According to this analysis, in the last month of a patient’s life, most people either died in a hospital or at home with a substantial difference in the cost of dying in either place.
The data went on to detail that:
- 40% of people who died in the hospital incurred a cost of $32,379
- 42% who died at home at a cost of $4,760
- 7% of patients died with hospice care at a cost of $17,845
- 7% died in a nursing home at a cost of $21,221
- 5% of patients died in the ER at a cost of $7,969.
It’s not just the dollar amount that’s bringing attention to where people die, but also the quantity and quality of life that’s being received and experienced at each place. In a hospital setting, the patient is subject to expensive and invasive tests more than anywhere else, “in part because in the hospital they [the hospitals] get paid for it,” said Chief Medical Officer for Arcadia Healthcare Solutions, Dr. Rich Parker, in an interview with NPR on the expensive costs of hospital end of life care. According to the data that was analyzed, patients who died in hospitals were billed more and went through more tests than anywhere else.

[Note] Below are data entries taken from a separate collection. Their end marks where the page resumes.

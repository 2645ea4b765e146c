use async_trait::async_trait;
use tdlib::types::Error as TdError;

use crate::utilities::command_context::CommandContext;
use crate::utilities::convert_argument::ConversionError;
use crate::utilities::rate_limit::RateLimiter;

pub mod youtube;

pub type CommandResult = Result<(), CommandError>;

#[async_trait]
pub trait CommandTrait {
    fn command_names(&self) -> &[&str];

    fn description(&self) -> Option<&'static str> {
        None
    }

    fn rate_limit(&self) -> RateLimiter<i64> {
        RateLimiter::new(4, 20)
    }

    async fn execute(&self, ctx: &CommandContext, arguments: String) -> CommandResult;
}

#[derive(Debug)]
pub enum CommandError {
    ArgumentConversion(ConversionError),
    Telegram(TdError),
    Reqwest(reqwest::Error),
    /// The external service answered with a body of an unexpected shape.
    UnexpectedResponse(String),
}

impl From<ConversionError> for CommandError {
    fn from(value: ConversionError) -> Self {
        Self::ArgumentConversion(value)
    }
}

impl From<TdError> for CommandError {
    fn from(value: TdError) -> Self {
        Self::Telegram(value)
    }
}

impl From<reqwest::Error> for CommandError {
    fn from(value: reqwest::Error) -> Self {
        Self::Reqwest(value)
    }
}

impl From<serde_json::Error> for CommandError {
    fn from(value: serde_json::Error) -> Self {
        Self::UnexpectedResponse(value.to_string())
    }
}
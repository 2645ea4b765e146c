use std::{env, fmt};

use url::Url;

const DEFAULT_YOUTUBE_API_URL: &str = "https://www.googleapis.com/youtube/v3/";

#[derive(Debug, PartialEq, Eq)]
pub enum ConfigError {
    Missing(&'static str),
    Invalid(&'static str),
}

impl fmt::Display for ConfigError {
    fn fmt(&self, f: &mut fmt::Formatter<'_>) -> fmt::Result {
        match self {
            Self::Missing(name) => write!(f, "missing environment variable {name}"),
            Self::Invalid(name) => write!(f, "invalid value of environment variable {name}"),
        }
    }
}

#[derive(Debug)]
pub struct Config {
    pub telegram_token: String,
    pub api_id: i32,
    pub api_hash: String,
    pub db_encryption_key: String,
    pub youtube_api_key: String,
    pub youtube_api_url: Url,
    pub user_agent: Option<String>,
}

impl Config {
    pub fn from_env() -> Result<Self, ConfigError> {
        Self::from_lookup(|name| env::var(name).ok())
    }

    fn from_lookup(lookup: impl Fn(&str) -> Option<String>) -> Result<Self, ConfigError> {
        let required = |name: &'static str| lookup(name).ok_or(ConfigError::Missing(name));

        let api_id =
            required("API_ID")?.trim().parse().map_err(|_| ConfigError::Invalid("API_ID"))?;

        let youtube_api_url = lookup("YOUTUBE_API_URL")
            .filter(|url| !url.is_empty())
            .unwrap_or_else(|| DEFAULT_YOUTUBE_API_URL.into());

        let mut youtube_api_url = Url::parse(&youtube_api_url)
            .ok()
            .filter(|url| !url.cannot_be_a_base())
            .ok_or(ConfigError::Invalid("YOUTUBE_API_URL"))?;

        // relative joins drop the last path segment unless it ends with a slash
        if !youtube_api_url.path().ends_with('/') {
            let path = format!("{}/", youtube_api_url.path());
            youtube_api_url.set_path(&path);
        }

        Ok(Self {
            telegram_token: required("TELEGRAM_TOKEN")?,
            api_id,
            api_hash: required("API_HASH")?,
            db_encryption_key: required("DB_ENCRYPTION_KEY")?,
            youtube_api_key: required("YOUTUBE_API_KEY")?,
            youtube_api_url,
            user_agent: lookup("USER_AGENT").filter(|user_agent| !user_agent.is_empty()),
        })
    }
}
use std::process::ExitCode;

use bot::Bot;
use utilities::bot_state::BotState;
use utilities::config::Config;
use utilities::logchamp;

mod apis;
mod bot;
mod commands;
mod utilities;

#[tokio::main]
async fn main() -> ExitCode {
    if let Err(err) = logchamp::init() {
        eprintln!("failed to initialize logging: {err:?}");
        return ExitCode::FAILURE;
    }

    if let Err(err) = dotenvy::dotenv() {
        log::debug!("not loading .env: {err}");
    }

    let config = match Config::from_env() {
        Ok(config) => config,
        Err(err) => {
            log::error!("{err}");
            return ExitCode::FAILURE;
        }
    };

    let state = match BotState::new(config) {
        Ok(state) => state,
        Err(err) => {
            log::error!("failed to initialize the bot: {err}");
            return ExitCode::FAILURE;
        }
    };

    let mut bot = Bot::new(state);
    bot.add_command(commands::youtube::YouTubeSearch);
    bot.run().await;

    ExitCode::SUCCESS
}
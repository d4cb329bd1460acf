//! Alert text extraction
//!
//! Turns the semi-structured alert posts of the signal channels into a
//! [`FieldMap`]. Processing is line by line; each line is tried against a
//! fixed list of shapes and the first one that matches wins:
//!
//! 1. `$SYM(Name)` symbol line
//! 2. a backtick-quoted base58 address
//! 3. a marker glyph line with its own pattern (inflow, KOL buy/sell,
//!    price change, tx volume, burn flags, liquidity)
//! 4. a generic `key: value` line
//!
//! Lines matching nothing are skipped. Extraction never fails; text without
//! a contract address yields a map without `ca`.

pub mod numeric;

#[cfg(test)]
mod tests;

pub use numeric::{currency_to_number, percent_to_decimal};

use crate::types::{keys, FieldMap};
use once_cell::sync::Lazy;
use regex::Regex;

static EMOJI: Lazy<Regex> = Lazy::new(|| {
    Regex::new(
        r"[\u{200D}\u{2300}-\u{23FF}\u{2600}-\u{27BF}\u{2B00}-\u{2BFF}\u{FE00}-\u{FE0F}\u{1F100}-\u{1F2FF}\u{1F300}-\u{1FAFF}]",
    )
    .expect("valid emoji regex")
});

static CJK: Lazy<Regex> = Lazy::new(|| Regex::new(r"[\u{4E00}-\u{9FFF}]").expect("valid cjk regex"));

static SYMBOL_LINE: Lazy<Regex> =
    Lazy::new(|| Regex::new(r"^\$(\S+?)\s*\((.+)\)\s*$").expect("valid symbol regex"));

static QUOTED: Lazy<Regex> = Lazy::new(|| Regex::new(r"`([^`]+)`").expect("valid quote regex"));

static BASE58_ADDRESS: Lazy<Regex> =
    Lazy::new(|| Regex::new(r"^[1-9A-HJ-NP-Za-km-z]{32,44}$").expect("valid base58 regex"));

static KOL_INFLOW: Lazy<Regex> = Lazy::new(|| {
    Regex::new(r"KOL Inflow[^:]*:\s*\$[-\d.]+[KMB]?\s*\(\s*([-\d.]+[KMB]?)\s*(?i:sol)\)")
        .expect("valid inflow regex")
});

static HEAVY_BOUGHT: Lazy<Regex> = Lazy::new(|| {
    Regex::new(r"(?i)heavy bought\s+([\d.]+[KMB]?)\s*sol").expect("valid heavy bought regex")
});

static KOL_BUY_SELL: Lazy<Regex> =
    Lazy::new(|| Regex::new(r"KOL Buy/Sell:\s*(\d+/\d+)").expect("valid buy/sell regex"));

static PRICE_CHANGE: Lazy<Regex> = Lazy::new(|| {
    Regex::new(
        r"(\d+m)\s*\|\s*(\d+h)\s*\|\s*(\d+h):\s*([-+>\d.]+K?%)\s*\|\s*([-+>\d.]+K?%)\s*\|\s*([-+>\d.]+K?%)",
    )
    .expect("valid price change regex")
});

static TX_VOLUME: Lazy<Regex> = Lazy::new(|| {
    Regex::new(r"(\d+m)\s*TXs/Vol:\s*(\d+)\s*/\s*\$([\d.]+[KMB]?)").expect("valid tx volume regex")
});

static BURN_FLAGS: Lazy<Regex> =
    Lazy::new(|| Regex::new(r"[✅❌✓✔✗✘☑☒]\u{FE0F}?\s*Burnt").expect("valid burn regex"));

static LIQUIDITY: Lazy<Regex> = Lazy::new(|| {
    Regex::new(r"Liq:\s*([\d,.]+[KM]?)\s*SOL\s*\(\$([\d.]+[KMB]?)\s*🔥\s*([\d.]+%)\)")
        .expect("valid liquidity regex")
});

static LIQUIDITY_USD: Lazy<Regex> = Lazy::new(|| {
    Regex::new(r"Liq[^:]*:\s*\$([\d,.]+[KMB]?)\s*\(\s*[\d,.]+[KMB]?\s*SOL\s*\)")
        .expect("valid usd liquidity regex")
});

/// Emoji presentation selector trailing glyphs like `✔️`
const VARIATION_SELECTOR: char = '\u{FE0F}';

/// Keys that parse as `key: value` but only carry noise
const IGNORED_KEYS: &[&str] = &["devburnt", "backupbot", "new", "tip"];

/// Map a check/cross glyph to its boolean meaning
pub fn glyph_to_bool(c: char) -> Option<bool> {
    match c {
        '✅' | '✓' | '☑' | '✔' => Some(true),
        '❌' | '✗' | '☒' | '✘' => Some(false),
        _ => None,
    }
}

/// Extract every recognizable field from an alert post
pub fn extract(text: &str) -> FieldMap {
    let mut fields = FieldMap::new();

    for raw in text.lines() {
        let line = raw.replace('*', "");
        let line = line.trim();
        if line.is_empty() {
            continue;
        }
        extract_line(line, &mut fields);
    }

    fields
}

fn extract_line(line: &str, fields: &mut FieldMap) {
    if symbol_line(line, fields) || address_line(line, fields) {
        return;
    }
    if let Some(marker) = Marker::detect(line) {
        marker.extract(line, fields);
        return;
    }
    key_value_line(line, fields);
}

fn symbol_line(line: &str, fields: &mut FieldMap) -> bool {
    let Some(caps) = SYMBOL_LINE.captures(line) else {
        return false;
    };
    fields.insert(keys::SYMBOL, caps[1].trim());
    fields.insert(keys::NAME, caps[2].trim());
    true
}

fn address_line(line: &str, fields: &mut FieldMap) -> bool {
    let Some(caps) = QUOTED.captures(line) else {
        return false;
    };
    let candidate = caps[1].trim();
    if !BASE58_ADDRESS.is_match(candidate) {
        return false;
    }

    // `LP: `addr`` lines name the pool, not the token
    let label = caps
        .get(0)
        .map(|m| &line[..m.start()])
        .and_then(|prefix| prefix.split_once(':'))
        .map(|(label, _)| normalize_key(label));

    let key = match label.as_deref() {
        Some(keys::LP) => keys::LP,
        _ => keys::CA,
    };
    fields.insert(key, candidate);
    true
}

/// Lines introduced by a glyph with a dedicated pattern
#[derive(Debug, Clone, Copy, PartialEq, Eq)]
enum Marker {
    Inflow,
    KolBuySell,
    PriceChange,
    TxVolume,
    BurnFlags,
    Liquidity,
}

impl Marker {
    fn detect(line: &str) -> Option<Self> {
        if line.contains('💵') {
            Some(Self::Inflow)
        } else if line.contains('💳') {
            Some(Self::KolBuySell)
        } else if line.contains('📈') {
            Some(Self::PriceChange)
        } else if line.contains('🎲') {
            Some(Self::TxVolume)
        } else if BURN_FLAGS.is_match(line) {
            Some(Self::BurnFlags)
        } else if line.contains('💧') {
            Some(Self::Liquidity)
        } else {
            None
        }
    }

    fn extract(self, line: &str, fields: &mut FieldMap) {
        match self {
            Self::Inflow => {
                if let Some(caps) = KOL_INFLOW.captures(line) {
                    fields.insert(keys::KOL_INFLOW, &caps[1]);
                } else if let Some(caps) = HEAVY_BOUGHT.captures(line) {
                    fields.insert(keys::HEAVY_BOUGHT, &caps[1]);
                }
            }
            Self::KolBuySell => {
                if let Some(caps) = KOL_BUY_SELL.captures(line) {
                    fields.insert(keys::KOL_BUY_SELL, &caps[1]);
                }
            }
            Self::PriceChange => {
                if let Some(caps) = PRICE_CHANGE.captures(line) {
                    for (horizon, value) in [(1, 4), (2, 5), (3, 6)] {
                        fields.insert(format!("pump{}", &caps[horizon]), &caps[value]);
                    }
                }
            }
            Self::TxVolume => {
                if let Some(caps) = TX_VOLUME.captures(line) {
                    fields.insert(keys::TXS, &caps[2]);
                    fields.insert(keys::TX_VOL, &caps[3]);
                }
            }
            Self::BurnFlags => {
                for item in line.split('/') {
                    let item: String = item
                        .chars()
                        .filter(|c| !c.is_whitespace() && *c != VARIATION_SELECTOR)
                        .collect();
                    let mut chars = item.chars();
                    let Some(value) = chars.next().and_then(glyph_to_bool) else {
                        continue;
                    };
                    let key = chars.as_str().to_lowercase();
                    if !key.is_empty() {
                        fields.insert_bool(key, value);
                    }
                }
            }
            Self::Liquidity => {
                if let Some(caps) = LIQUIDITY.captures(line) {
                    fields.insert(keys::LIQ, &caps[2]);
                    fields.insert(keys::LP_BURN, &caps[3]);
                } else if let Some(caps) = LIQUIDITY_USD.captures(line) {
                    fields.insert(keys::LIQ, &caps[1]);
                }
            }
        }
    }
}

fn key_value_line(line: &str, fields: &mut FieldMap) {
    let Some((key, value)) = line.split_once(':') else {
        return;
    };

    let key = normalize_key(key);
    if key.is_empty() || IGNORED_KEYS.contains(&key.as_str()) {
        return;
    }

    let value = normalize_value(value);
    if !value.is_empty() {
        fields.insert(key, value);
    }
}

/// Lowercase, emoji-free, whitespace-free key. Bilingual labels
/// (`Renounced已弃权`) keep only the part before the CJK translation.
fn normalize_key(raw: &str) -> String {
    let without_emoji = EMOJI.replace_all(raw, "");
    let label = match CJK.find(&without_emoji) {
        Some(m) if !without_emoji[..m.start()].trim().is_empty() => {
            without_emoji[..m.start()].to_string()
        }
        _ => CJK.replace_all(&without_emoji, "").into_owned(),
    };

    label
        .to_lowercase()
        .chars()
        .filter(|c| !c.is_whitespace())
        .collect::<String>()
        .trim_matches(|c: char| !c.is_alphanumeric())
        .to_string()
}

fn normalize_value(raw: &str) -> String {
    let value = CJK.replace_all(raw.trim(), "");

    // `'✅'` carries the glyph after a quote. A leading glyph only counts
    // when it is the whole value; `✅ 45%` keeps its number.
    let mut chars = value.chars();
    let first = chars.next();
    let second = chars.next();
    if let Some(flag) = second.and_then(glyph_to_bool) {
        return flag.to_string();
    }
    if chars.as_str().is_empty() && second.map_or(true, |c| c == VARIATION_SELECTOR) {
        if let Some(flag) = first.and_then(glyph_to_bool) {
            return flag.to_string();
        }
    }

    EMOJI.replace_all(&value, "").trim().to_string()
}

Dr. Parker went on to state that “This intensity of services in the hospital shows a lot of suffering that is not probably in the end going to offer people more quality of life and may not offer them more quantity of life either.”
In a statement that is perhaps the most revelatory in the article, Dr. Parker stated that hospitals are designed to cure people who are ill rather than allow people to die peacefully.
It’s difficult when dealing with end-of-life care to choose what’s best for the individual patient. Hospitalization sometimes can’t be avoided in the last 30 days of life, in instances where pain or symptoms weren’t adequately met at home, and so it’s not uncommon for a patient to move between hospice and hospitalization; but it is the patient, first and foremost, who must be considered and who should have the ability to live out their remaining time with integrity and quality at an affordable cost, regardless of where they’re being treated.
Click here to learn more about who pays for hospice care.
Additional Links:
Dying In A Hospital Means More Procedures, Tests And Costs
NPR: “DYING IN A HOSPITAL MEANS MORE PROCEDURES, TESTS AND COSTS”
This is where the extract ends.